UK Air Force Ends Positive Discrimination: A New Era

Across the Channel, Sky News has just revealed a series of emails exchanged between Royal Air Force recruiters between 2020 and early 2021. They are about “boarding profiles”. The director of human resources for the British air force openly pours out his policy of discriminating against “unnecessary white male pilots” and adds that he would be “happy to suspend the selection committees in order to achieve a parity between minorities, women and men”. The British Ministry of Defense has also confirmed that 31 white male pilots, unfairly sidelined, had been compensated to cover up a possible scandal. One of these messages even concludes, without possible ambiguity: “A strong signal [demand signal, ou signe d’demand, NDLR] must be sent back to recruitment so that it now focuses on the acceptance of all non-Whites and of all the women he has. Finally, still during the same period, and probably in order to improve the statistics, candidates from minorities and women were recruited without prior sports tests, unlike white men.

To protest against this charade, the group captain Elizabeth Nicoll, who had succeeded this army HRD particularly in the wind, had chosen, as for her, to resign. Following the revelation of this scandal, the reactions of British Air Force spokespersons oscillated between denial (“We have not lowered our standards”) and political discourse (“We will continue to build an army that attracts all talents”). In any case, for lack of candidates, the RAF still prefers to discriminate a little less… since, without personnel, no planes…

There was a time when the army, professional or not, was a crucible that abolished differences. It was an Englishman, Kipling, who said that the best army in the world would be one where gentlemen would command thugs. This was the case, on all sides, of the armies of Louis XIV, of Ungern-Sternberg against the Bolsheviks, and even of the British Crown itself, particularly in India. In an army designed as a tool of combat, in an army turned towards its final objective (war), it doesn’t matter who you are, as long as you are good. Murat and Lannes, Marshals of the Empire from very simple backgrounds, only owe their flamboyant trajectory to their talent. Bigeard, a child of popular Lorraine, left the army in 1940, “master corporal and anti-militarist”, in his own words. He did, however, end it as fire captain, Jedburgh operator, and patriot to the core.

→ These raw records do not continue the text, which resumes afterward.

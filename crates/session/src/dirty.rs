//! Snapshot-based dirty checking.
//!
//! A record is dirty when any field differs from the snapshot taken at load
//! time (or after its last write-back). Fields are compared by value using
//! `FieldValue`'s exact equality:
//!
//! - Floats are compared bit-for-bit through `total_cmp`. A price recomputed
//!   as `0.1 + 0.2` is dirty against a stored `0.3`; callers that round
//!   should round before assigning.
//! - Only state inside the record is observed. Anything the caller keeps
//!   elsewhere and mutates in place is invisible here.
//! - The record's version is not a tracked field. Overwriting it never makes
//!   a record dirty, and it is never used as the expected version.

use unitwork_core::{AttributeClassification, EntityRecord, FieldMap, FieldValue, Version};

/// Last-known persisted state of a cached row.
#[derive(Debug, Clone, PartialEq)]
pub struct Snapshot {
    version: Version,
    fields: FieldMap,
}

impl Snapshot {
    pub(crate) fn new(version: Version, fields: FieldMap) -> Self {
        Self { version, fields }
    }

    pub fn version(&self) -> Version {
        self.version
    }

    pub fn fields(&self) -> &FieldMap {
        &self.fields
    }
}

/// One changed field between a snapshot and the current record.
#[derive(Debug, Clone, PartialEq)]
pub struct DirtyField {
    pub name: String,
    pub classification: AttributeClassification,
    /// `None` when the field was added since the snapshot.
    pub before: Option<FieldValue>,
    /// `None` when the field was removed since the snapshot.
    pub after: Option<FieldValue>,
}

pub fn snapshot(record: &EntityRecord) -> Snapshot {
    Snapshot::new(record.version(), record.fields().clone())
}

pub fn is_dirty(record: &EntityRecord, snapshot: &Snapshot) -> bool {
    record.fields() != snapshot.fields()
}

/// Field-level diff, in field name order.
pub fn dirty_fields(record: &EntityRecord, snapshot: &Snapshot) -> Vec<DirtyField> {
    let current = record.fields();
    let previous = snapshot.fields();
    let mut changed = Vec::new();

    for (name, after) in current {
        match previous.get(name) {
            Some(before) if before == after => {}
            before => changed.push(DirtyField {
                name: name.clone(),
                classification: after.classification(),
                before: before.cloned(),
                after: Some(after.clone()),
            }),
        }
    }
    for (name, before) in previous {
        if !current.contains_key(name) {
            changed.push(DirtyField {
                name: name.clone(),
                classification: before.classification(),
                before: Some(before.clone()),
                after: None,
            });
        }
    }

    changed.sort_by(|a, b| a.name.cmp(&b.name));
    changed
}

#[cfg(test)]
mod tests {
    use super::*;
    use unitwork_core::Identity;

    fn order() -> EntityRecord {
        let mut fields = FieldMap::new();
        fields.insert("name".into(), "taobao".into());
        fields.insert("price".into(), FieldValue::Float(100.0));
        EntityRecord::loaded(Identity::new("Order", 1), Version::new(0), fields)
    }

    #[test]
    fn untouched_record_is_clean() {
        let record = order();
        let snap = snapshot(&record);
        assert!(!is_dirty(&record, &snap));
        assert!(dirty_fields(&record, &snap).is_empty());
    }

    #[test]
    fn setting_the_same_value_is_clean() {
        let mut record = order();
        let snap = snapshot(&record);
        record.set("price", 100.0);
        assert!(!is_dirty(&record, &snap));
    }

    #[test]
    fn changed_field_is_reported() {
        let mut record = order();
        let snap = snapshot(&record);
        record.set("price", 1100.0);
        assert!(is_dirty(&record, &snap));
        let diff = dirty_fields(&record, &snap);
        assert_eq!(diff.len(), 1);
        assert_eq!(diff[0].name, "price");
        assert_eq!(diff[0].classification, AttributeClassification::Basic);
        assert_eq!(diff[0].before, Some(FieldValue::Float(100.0)));
        assert_eq!(diff[0].after, Some(FieldValue::Float(1100.0)));
    }

    #[test]
    fn added_and_removed_fields_count() {
        let mut record = order();
        let snap = snapshot(&record);
        record.remove("name");
        record.set(
            "customer",
            FieldValue::ManyToOne(Identity::new("Customer", 3)),
        );
        let diff = dirty_fields(&record, &snap);
        let names: Vec<_> = diff.iter().map(|d| d.name.as_str()).collect();
        assert_eq!(names, ["customer", "name"]);
        assert_eq!(diff[0].classification, AttributeClassification::ManyToOne);
        assert_eq!(diff[0].before, None);
        assert_eq!(diff[1].after, None);
    }

    #[test]
    fn version_overwrite_is_not_dirty() {
        let mut record = order();
        let snap = snapshot(&record);
        record.set_version(Version::new(5));
        assert!(!is_dirty(&record, &snap));
        assert_eq!(snap.version(), Version::new(0));
    }

    #[test]
    fn float_noise_is_dirty() {
        let mut fields = FieldMap::new();
        fields.insert("price".into(), FieldValue::Float(0.3));
        let mut record = EntityRecord::loaded(Identity::new("Order", 1), Version::new(0), fields);
        let snap = snapshot(&record);
        record.set("price", 0.1 + 0.2);
        assert!(is_dirty(&record, &snap));
    }

    #[test]
    fn nested_collection_change_is_dirty() {
        let mut record = order();
        record.set("tags", FieldValue::Collection(vec!["a".into()]));
        let snap = snapshot(&record);
        record.set("tags", FieldValue::Collection(vec!["a".into(), "b".into()]));
        let diff = dirty_fields(&record, &snap);
        assert_eq!(diff[0].classification, AttributeClassification::Collection);
    }
}
use std::collections::BTreeMap;

use parking_lot::Mutex;
use tracing::trace;
use unitwork_core::{EntityType, FieldMap, Identity, Key, Version};

use crate::error::StorageError;
use crate::traits::{StorageBackend, StoredRow};

/// Per-call counters, used by tests to assert how much I/O a session did.
#[derive(Debug, Clone, Copy, Default, PartialEq, Eq)]
pub struct StorageStats {
    pub reads: u64,
    pub inserts: u64,
    pub updates: u64,
    pub deletes: u64,
}

impl StorageStats {
    /// Inserts, updates and deletes that reached the store (including rejected ones).
    pub fn writes(&self) -> u64 {
        self.inserts + self.updates + self.deletes
    }
}

#[derive(Default)]
struct MemoryState {
    rows: BTreeMap<Identity, StoredRow>,
    sequences: BTreeMap<EntityType, i64>,
    stats: StorageStats,
}

impl MemoryState {
    fn next_key(&mut self, entity_type: &EntityType) -> Key {
        let seq = self.sequences.entry(entity_type.clone()).or_insert(0);
        loop {
            *seq += 1;
            let candidate = Identity::new(entity_type.clone(), *seq);
            if !self.rows.contains_key(&candidate) {
                return Key::Int(*seq);
            }
        }
    }

    fn check_version(&self, identity: &Identity, expected: Version) -> Result<(), StorageError> {
        match self.rows.get(identity) {
            Some(row) if row.version == expected => Ok(()),
            other => Err(StorageError::VersionMismatch {
                identity: identity.clone(),
                expected,
                actual: other.map(|row| row.version),
            }),
        }
    }
}

/// In-process backend. Every call holds one lock for its whole duration,
/// which makes each conditional write atomic.
#[derive(Default)]
pub struct MemoryStorage {
    state: Mutex<MemoryState>,
}

impl MemoryStorage {
    pub fn new() -> Self {
        Self::default()
    }

    pub fn stats(&self) -> StorageStats {
        self.state.lock().stats
    }

    pub fn reset_stats(&self) {
        self.state.lock().stats = StorageStats::default();
    }

    /// Current stored version, without counting as a read.
    pub fn version_of(&self, identity: &Identity) -> Option<Version> {
        self.state.lock().rows.get(identity).map(|row| row.version)
    }
}

impl StorageBackend for MemoryStorage {
    fn read(&self, identity: &Identity) -> Result<Option<StoredRow>, StorageError> {
        let mut state = self.state.lock();
        state.stats.reads += 1;
        trace!(%identity, "memory read");
        Ok(state.rows.get(identity).cloned())
    }

    fn insert(
        &self,
        entity_type: &EntityType,
        key: Option<Key>,
        fields: &FieldMap,
    ) -> Result<(Identity, Version), StorageError> {
        let mut state = self.state.lock();
        state.stats.inserts += 1;
        let key = match key {
            Some(key) => key,
            None => state.next_key(entity_type),
        };
        let identity = Identity::new(entity_type.clone(), key);
        if state.rows.contains_key(&identity) {
            return Err(StorageError::AlreadyExists(identity));
        }
        state.rows.insert(
            identity.clone(),
            StoredRow {
                fields: fields.clone(),
                version: Version::INITIAL,
            },
        );
        trace!(%identity, "memory insert");
        Ok((identity, Version::INITIAL))
    }

    fn conditional_update(
        &self,
        identity: &Identity,
        expected: Version,
        fields: &FieldMap,
    ) -> Result<Version, StorageError> {
        let mut state = self.state.lock();
        state.stats.updates += 1;
        state.check_version(identity, expected)?;
        let new_version = expected
            .next()
            .ok_or_else(|| StorageError::VersionOverflow(identity.clone()))?;
        if let Some(row) = state.rows.get_mut(identity) {
            row.fields = fields.clone();
            row.version = new_version;
        }
        trace!(%identity, %new_version, "memory update");
        Ok(new_version)
    }

    fn delete(&self, identity: &Identity, expected: Version) -> Result<(), StorageError> {
        let mut state = self.state.lock();
        state.stats.deletes += 1;
        state.check_version(identity, expected)?;
        state.rows.remove(identity);
        trace!(%identity, "memory delete");
        Ok(())
    }

    fn row_count(&self) -> Result<u64, StorageError> {
        Ok(self.state.lock().rows.len() as u64)
    }
}

#[cfg(test)]
mod tests {
    use super::*;
    use unitwork_core::FieldValue;

    fn price(p: f64) -> FieldMap {
        let mut fields = FieldMap::new();
        fields.insert("price".into(), FieldValue::Float(p));
        fields
    }

    #[test]
    fn generated_keys_are_sequential_per_type() {
        let storage = MemoryStorage::new();
        let (a, _) = storage.insert(&"Order".into(), None, &price(1.0)).unwrap();
        let (b, _) = storage.insert(&"Order".into(), None, &price(2.0)).unwrap();
        let (c, _) = storage.insert(&"Product".into(), None, &price(3.0)).unwrap();
        assert_eq!(a, Identity::new("Order", 1));
        assert_eq!(b, Identity::new("Order", 2));
        assert_eq!(c, Identity::new("Product", 1));
    }

    #[test]
    fn generated_keys_skip_client_assigned_ones() {
        let storage = MemoryStorage::new();
        storage.insert(&"Order".into(), Some(Key::Int(1)), &price(1.0)).unwrap();
        let (generated, _) = storage.insert(&"Order".into(), None, &price(2.0)).unwrap();
        assert_eq!(generated, Identity::new("Order", 2));
    }

    #[test]
    fn duplicate_key_rejected() {
        let storage = MemoryStorage::new();
        storage.insert(&"Order".into(), Some(Key::Int(1)), &price(1.0)).unwrap();
        let err = storage
            .insert(&"Order".into(), Some(Key::Int(1)), &price(1.0))
            .unwrap_err();
        assert!(matches!(err, StorageError::AlreadyExists(id) if id == Identity::new("Order", 1)));
    }

    #[test]
    fn conditional_update_bumps_version_once() {
        let storage = MemoryStorage::new();
        let (id, v0) = storage.insert(&"Product".into(), None, &price(100.0)).unwrap();
        let v1 = storage.conditional_update(&id, v0, &price(1100.0)).unwrap();
        assert_eq!(v1, Version::new(1));
        let row = storage.read(&id).unwrap().unwrap();
        assert_eq!(row.version, Version::new(1));
        assert_eq!(row.fields, price(1100.0));
    }

    #[test]
    fn stale_update_reports_actual_version() {
        let storage = MemoryStorage::new();
        let (id, v0) = storage.insert(&"Product".into(), None, &price(100.0)).unwrap();
        storage.conditional_update(&id, v0, &price(1100.0)).unwrap();
        let err = storage.conditional_update(&id, v0, &price(1100.0)).unwrap_err();
        match err {
            StorageError::VersionMismatch { identity, expected, actual } => {
                assert_eq!(identity, id);
                assert_eq!(expected, Version::new(0));
                assert_eq!(actual, Some(Version::new(1)));
            }
            other => panic!("unexpected error: {other}"),
        }
    }

    #[test]
    fn delete_is_version_checked() {
        let storage = MemoryStorage::new();
        let (id, v0) = storage.insert(&"Product".into(), None, &price(1.0)).unwrap();
        assert!(storage.delete(&id, Version::new(1)).is_err());
        storage.delete(&id, v0).unwrap();
        assert!(storage.read(&id).unwrap().is_none());
        let err = storage.conditional_update(&id, v0, &price(2.0)).unwrap_err();
        assert!(matches!(err, StorageError::VersionMismatch { actual: None, .. }));
    }

    #[test]
    fn stats_count_each_call() {
        let storage = MemoryStorage::new();
        let (id, v0) = storage.insert(&"Order".into(), None, &price(1.0)).unwrap();
        storage.read(&id).unwrap();
        storage.conditional_update(&id, v0, &price(2.0)).unwrap();
        let stats = storage.stats();
        assert_eq!(stats.reads, 1);
        assert_eq!(stats.writes(), 2);
        storage.reset_stats();
        assert_eq!(storage.stats(), StorageStats::default());
    }

    #[test]
    fn update_past_largest_version_is_rejected() {
        let storage = MemoryStorage::new();
        let (id, _) = storage.insert(&"Order".into(), None, &price(1.0)).unwrap();
        let top = Version::new(u64::MAX);
        if let Some(row) = storage.state.lock().rows.get_mut(&id) {
            row.version = top;
        }
        let err = storage.conditional_update(&id, top, &price(2.0)).unwrap_err();
        assert!(matches!(err, StorageError::VersionOverflow(_)));
        assert_eq!(storage.version_of(&id), Some(top));
    }
}
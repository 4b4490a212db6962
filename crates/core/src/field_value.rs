use std::collections::BTreeMap;

use serde::{Deserialize, Serialize};

use crate::attribute::AttributeClassification;
use crate::ids::Identity;

pub type FieldMap = BTreeMap<String, FieldValue>;

#[derive(Debug, Clone, Serialize, Deserialize)]
pub enum FieldValue {
    Null,
    Text(String),
    Integer(i64),
    Float(f64),
    Boolean(bool),
    Timestamp(i64),
    Bytes(Vec<u8>),
    Embedded(FieldMap),
    Collection(Vec<FieldValue>),
    ManyToOne(Identity),
    OneToOne(Identity),
    Any(Identity),
}

/// Exact equality. Floats use `total_cmp`, so `NaN` equals itself and
/// `0.0` differs from `-0.0`; no epsilon is applied.
impl PartialEq for FieldValue {
    fn eq(&self, other: &Self) -> bool {
        match (self, other) {
            (Self::Null, Self::Null) => true,
            (Self::Text(a), Self::Text(b)) => a == b,
            (Self::Integer(a), Self::Integer(b)) => a == b,
            (Self::Float(a), Self::Float(b)) => a.total_cmp(b).is_eq(),
            (Self::Boolean(a), Self::Boolean(b)) => a == b,
            (Self::Timestamp(a), Self::Timestamp(b)) => a == b,
            (Self::Bytes(a), Self::Bytes(b)) => a == b,
            (Self::Embedded(a), Self::Embedded(b)) => a == b,
            (Self::Collection(a), Self::Collection(b)) => a == b,
            (Self::ManyToOne(a), Self::ManyToOne(b)) => a == b,
            (Self::OneToOne(a), Self::OneToOne(b)) => a == b,
            (Self::Any(a), Self::Any(b)) => a == b,
            _ => false,
        }
    }
}

impl Eq for FieldValue {}

impl FieldValue {
    pub fn classification(&self) -> AttributeClassification {
        match self {
            FieldValue::Null
            | FieldValue::Text(_)
            | FieldValue::Integer(_)
            | FieldValue::Float(_)
            | FieldValue::Boolean(_)
            | FieldValue::Timestamp(_)
            | FieldValue::Bytes(_) => AttributeClassification::Basic,
            FieldValue::Embedded(_) => AttributeClassification::Embedded,
            FieldValue::Collection(_) => AttributeClassification::Collection,
            FieldValue::ManyToOne(_) => AttributeClassification::ManyToOne,
            FieldValue::OneToOne(_) => AttributeClassification::OneToOne,
            FieldValue::Any(_) => AttributeClassification::Any,
        }
    }
}

impl From<&str> for FieldValue {
    fn from(s: &str) -> Self {
        FieldValue::Text(s.to_string())
    }
}

impl From<String> for FieldValue {
    fn from(s: String) -> Self {
        FieldValue::Text(s)
    }
}

impl From<i64> for FieldValue {
    fn from(n: i64) -> Self {
        FieldValue::Integer(n)
    }
}

impl From<i32> for FieldValue {
    fn from(n: i32) -> Self {
        FieldValue::Integer(n.into())
    }
}

impl From<f64> for FieldValue {
    fn from(x: f64) -> Self {
        FieldValue::Float(x)
    }
}

impl From<bool> for FieldValue {
    fn from(b: bool) -> Self {
        FieldValue::Boolean(b)
    }
}
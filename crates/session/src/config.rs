/// Per-session settings, fixed when the session is opened.
#[derive(Debug, Clone, Default)]
pub struct SessionConfig {
    /// Let an uninitialized proxy fetch its row after its session closed.
    /// The fetched state is detached: nothing tracks or writes it back.
    pub lazy_load_no_trans: bool,
    /// Upper bound on instances held by one session.
    pub max_entities: Option<usize>,
}

impl SessionConfig {
    pub fn new() -> Self {
        Self::default()
    }

    pub fn lazy_load_no_trans(mut self, enabled: bool) -> Self {
        self.lazy_load_no_trans = enabled;
        self
    }

    pub fn max_entities(mut self, limit: usize) -> Self {
        self.max_entities = Some(limit);
        self
    }
}
use thiserror::Error;
use unitwork_core::{Identity, Version};

#[derive(Debug, Error)]
pub enum StorageError {
    #[error("sqlite error: {0}")]
    Sqlite(#[from] rusqlite::Error),

    #[error("serialization error: {0}")]
    Serialization(String),

    #[error("not found: {0}")]
    NotFound(Identity),

    #[error("row already exists: {0}")]
    AlreadyExists(Identity),

    #[error("version counter exhausted for {0}")]
    VersionOverflow(Identity),

    /// `actual` is `None` when the row no longer exists.
    #[error("version mismatch on {identity}: expected {expected}, found {}", display_actual(.actual))]
    VersionMismatch {
        identity: Identity,
        expected: Version,
        actual: Option<Version>,
    },
}

fn display_actual(actual: &Option<Version>) -> String {
    match actual {
        Some(v) => v.to_string(),
        None => "no row".to_string(),
    }
}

The examples of Murat or Bigeard call for another question, because these men were revealed by circumstances. Would the British Air Force, like many Western armies, become not a peacetime army (that would be caricatural) but a political army? It’s still curious. In France, the reserve duty of the military, so heavy since 1961, aims to ensure the loyalty of the military to France, beyond any political consideration. In England, the throne prevails. In both cases, the nobility of the profession of arms is to stay away from the fashions of the day and societal fads. The expression “political soldier” refers to the dual command of Soviet regiments (political commissar + corps commander) or to the education of Waffen-SS officers in Junkerschule which was, precisely, intended to become servants of the regime, not servants of the country.

In France, there do not seem to be any quotas. A few sources, however, speak of the decision taken a few years ago to artificially “boost” the careers of female officers. Is it true or not? Time will sort it out. However, even if British society, despite its decorum and its reputation, is on a path of decomposition far more advanced than ours, for it has associated itself closely with the putrefaction of the American corpse, this lamentable example should inspire us. These days, the fashion is for “fairness” instead of “equality”. Equality is when everyone has the same chances, so they start from the same place. This is the famous “social staircase” of the French armies. Equity is when everyone arrives at the same place (and therefore starts in a staggered manner, with handicaps imposed on some or bonuses granted to others). It is a form of racism or reverse sexism, as do the major American universities which grant bonus points to blacks and penalty points to Asians and whites.

This article is originally published on

Beth Malcolm

Beth Malcolm is Scottish based Journalist at Heriot-Watt University studying French and British Sign Language. She is originally from the north west of England but is living in Edinburgh to complete her studies.